Key message Two stem rust resistance genes identified on chromosome arms 2BL and 6AL of the cultivated emmer wheat accession PI 193883 can be used for protecting modern varieties against Ug99 strains. The wheat research community consistently strives to identify new genes that confer resistance to stem rust caused by the fungal pathogen Puccinia graminis f. sp . tritici Eriks & E. Henn ( Pgt ). In the current study, our objective was to identify and genetically characterize the stem rust resistance derived from the cultivated emmer accession PI 193883. A recombinant inbred line population developed from a cross between the susceptible durum wheat line Rusty and PI 193883 was genotyped and evaluated for reaction to Pgt races TTKSK, TRTTF, and TMLKC. Two QTLs conferring resistance were identified on chromosome arms 2BL ( QSr.fcu - 2B ) and 6AL ( QSr.fcu - 6A ). The stem rust resistance gene ( Sr883 - 2B ) underlying QSr.fcu - 2B was recessive, and based on its physical location it is located proximal to the Sr9 region.
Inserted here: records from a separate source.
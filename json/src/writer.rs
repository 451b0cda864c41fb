//! JSON text output.
//!
//! A single recursive descent mirroring the value tree. [`WriteStyle`]
//! selects compact output (no insignificant whitespace) or indented output
//! with one child per line. Object members are written in insertion order,
//! duplicates included, so that re-parsing yields an equal tree.

use std::fmt::{self, Write};

use crate::value::Value;

/// Output formatting options.
#[derive(Debug, Clone, PartialEq, Eq)]
pub struct WriteStyle {
    /// Indentation unit per nesting level; `None` selects compact output
    pub indent: Option<String>,
    /// Line separator used in indented output
    pub newline: String,
}

impl Default for WriteStyle {
    fn default() -> Self {
        Self::compact()
    }
}

impl WriteStyle {
    /// No insignificant whitespace.
    #[must_use]
    pub fn compact() -> Self {
        Self {
            indent: None,
            newline: "\n".to_string(),
        }
    }

    /// Two-space indentation with `\n` line breaks.
    #[must_use]
    pub fn pretty() -> Self {
        Self::indented("  ")
    }

    /// Indented output with a custom indentation unit.
    #[must_use]
    pub fn indented(indent: impl Into<String>) -> Self {
        Self {
            indent: Some(indent.into()),
            newline: "\n".to_string(),
        }
    }

    /// Set the line separator.
    #[must_use]
    pub fn with_newline(mut self, newline: impl Into<String>) -> Self {
        self.newline = newline.into();
        self
    }
}

/// Serialize a value to a string.
#[must_use]
pub fn write(value: &Value, style: &WriteStyle) -> String {
    let mut output = String::new();
    // writing into a String cannot fail
    let _ = write_to(&mut output, value, style);
    output
}

/// Serialize a value into any [`fmt::Write`] sink.
///
/// # Errors
///
/// Propagates errors from the sink.
pub fn write_to<W: Write + ?Sized>(out: &mut W, value: &Value, style: &WriteStyle) -> fmt::Result {
    Writer { out, style }.value(value, 0)
}

struct Writer<'a, W: Write + ?Sized> {
    out: &'a mut W,
    style: &'a WriteStyle,
}

impl<W: Write + ?Sized> Writer<'_, W> {
    fn value(&mut self, value: &Value, depth: usize) -> fmt::Result {
        match value {
            Value::Null => self.out.write_str("null"),
            Value::Bool(true) => self.out.write_str("true"),
            Value::Bool(false) => self.out.write_str("false"),
            Value::Number(n) => self.out.write_str(n.as_text()),
            Value::String(s) => write_string(self.out, s),
            Value::Array(list) => {
                if list.is_empty() {
                    return self.out.write_str("[]");
                }
                self.out.write_char('[')?;
                for (i, item) in list.iter().enumerate() {
                    if i > 0 {
                        self.out.write_char(',')?;
                    }
                    self.line_break(depth + 1)?;
                    self.value(item, depth + 1)?;
                }
                self.line_break(depth)?;
                self.out.write_char(']')
            }
            Value::Object(map) => {
                if map.is_empty() {
                    return self.out.write_str("{}");
                }
                self.out.write_char('{')?;
                for (i, (key, item)) in map.iter().enumerate() {
                    if i > 0 {
                        self.out.write_char(',')?;
                    }
                    self.line_break(depth + 1)?;
                    write_string(self.out, key)?;
                    self.out.write_char(':')?;
                    if self.style.indent.is_some() {
                        self.out.write_char(' ')?;
                    }
                    self.value(item, depth + 1)?;
                }
                self.line_break(depth)?;
                self.out.write_char('}')
            }
        }
    }

    fn line_break(&mut self, depth: usize) -> fmt::Result {
        if let Some(indent) = &self.style.indent {
            self.out.write_str(&self.style.newline)?;
            for _ in 0..depth {
                self.out.write_str(indent)?;
            }
        }
        Ok(())
    }
}

/// Write a quoted string with minimal JSON escaping.
fn write_string<W: Write + ?Sized>(out: &mut W, s: &str) -> fmt::Result {
    out.write_char('"')?;
    let mut run_start = 0;
    for (i, ch) in s.char_indices() {
        let escaped = match ch {
            '"' => "\\\"",
            '\\' => "\\\\",
            '\x08' => "\\b",
            '\x0C' => "\\f",
            '\n' => "\\n",
            '\r' => "\\r",
            '\t' => "\\t",
            c if c < '\x20' => {
                out.write_str(&s[run_start..i])?;
                write!(out, "\\u{:04x}", c as u32)?;
                run_start = i + 1;
                continue;
            }
            _ => continue,
        };
        out.write_str(&s[run_start..i])?;
        out.write_str(escaped)?;
        run_start = i + 1;
    }
    out.write_str(&s[run_start..])?;
    out.write_char('"')
}

#[cfg(test)]
mod tests {
    use super::*;
    use crate::parser::parse_str;

    #[test]
    fn test_compact_reproduces_input() {
        let text = r#"{"a":1,"b":[true,false,null]}"#;
        let value = parse_str(text).unwrap();
        assert_eq!(write(&value, &WriteStyle::compact()), text);
    }

    #[test]
    fn test_pretty_layout() {
        let value = parse_str(r#"{"a":1,"b":[true,{}],"c":[]}"#).unwrap();
        let expected = "{\n  \"a\": 1,\n  \"b\": [\n    true,\n    {}\n  ],\n  \"c\": []\n}";
        assert_eq!(write(&value, &WriteStyle::pretty()), expected);
    }

    #[test]
    fn test_custom_indent_and_newline() {
        let value = parse_str("[1,2]").unwrap();
        let style = WriteStyle::indented("\t").with_newline("\r\n");
        assert_eq!(write(&value, &style), "[\r\n\t1,\r\n\t2\r\n]");
    }

    #[test]
    fn test_string_escaping() {
        let value = Value::from("q\"b\\s/\u{1}\n\té");
        assert_eq!(
            write(&value, &WriteStyle::compact()),
            "\"q\\\"b\\\\s/\\u0001\\n\\té\""
        );
    }

    #[test]
    fn test_duplicate_keys_written() {
        let text = r#"{"k":1,"k":2}"#;
        let value = parse_str(text).unwrap();
        assert_eq!(value.to_compact_string(), text);
    }

    #[test]
    fn test_scalars_at_root() {
        assert_eq!(write(&Value::Null, &WriteStyle::pretty()), "null");
        assert_eq!(write(&Value::from(-7), &WriteStyle::compact()), "-7");
    }
}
QSr.fcu - 6A was located in the Sr13 region, but PI 193883 is known to carry the susceptible haplotype S4 for Sr13 , indicating that the gene underlying QSr.fcu - 6A ( Sr883 - 6A ) is likely a new allele of Sr13 or a gene residing close to Sr13 . Three IWGSC scaffold-based simple sequence repeat (SSR) and two SNP-based semi-thermal asymmetric reverse PCR (STARP) markers were developed for the Sr883 - 2B region, and one STARP marker was developed for Sr883 - 6A . Sr883 - 2B was epistatic to Sr883 - 6A for reaction to TTKSK and TRTTF, and the two genes had additive effects for TMLKC. These two genes and the markers developed in this research provide additional resources and tools for the improvement in stem rust resistance in durum and common wheat breeding programs.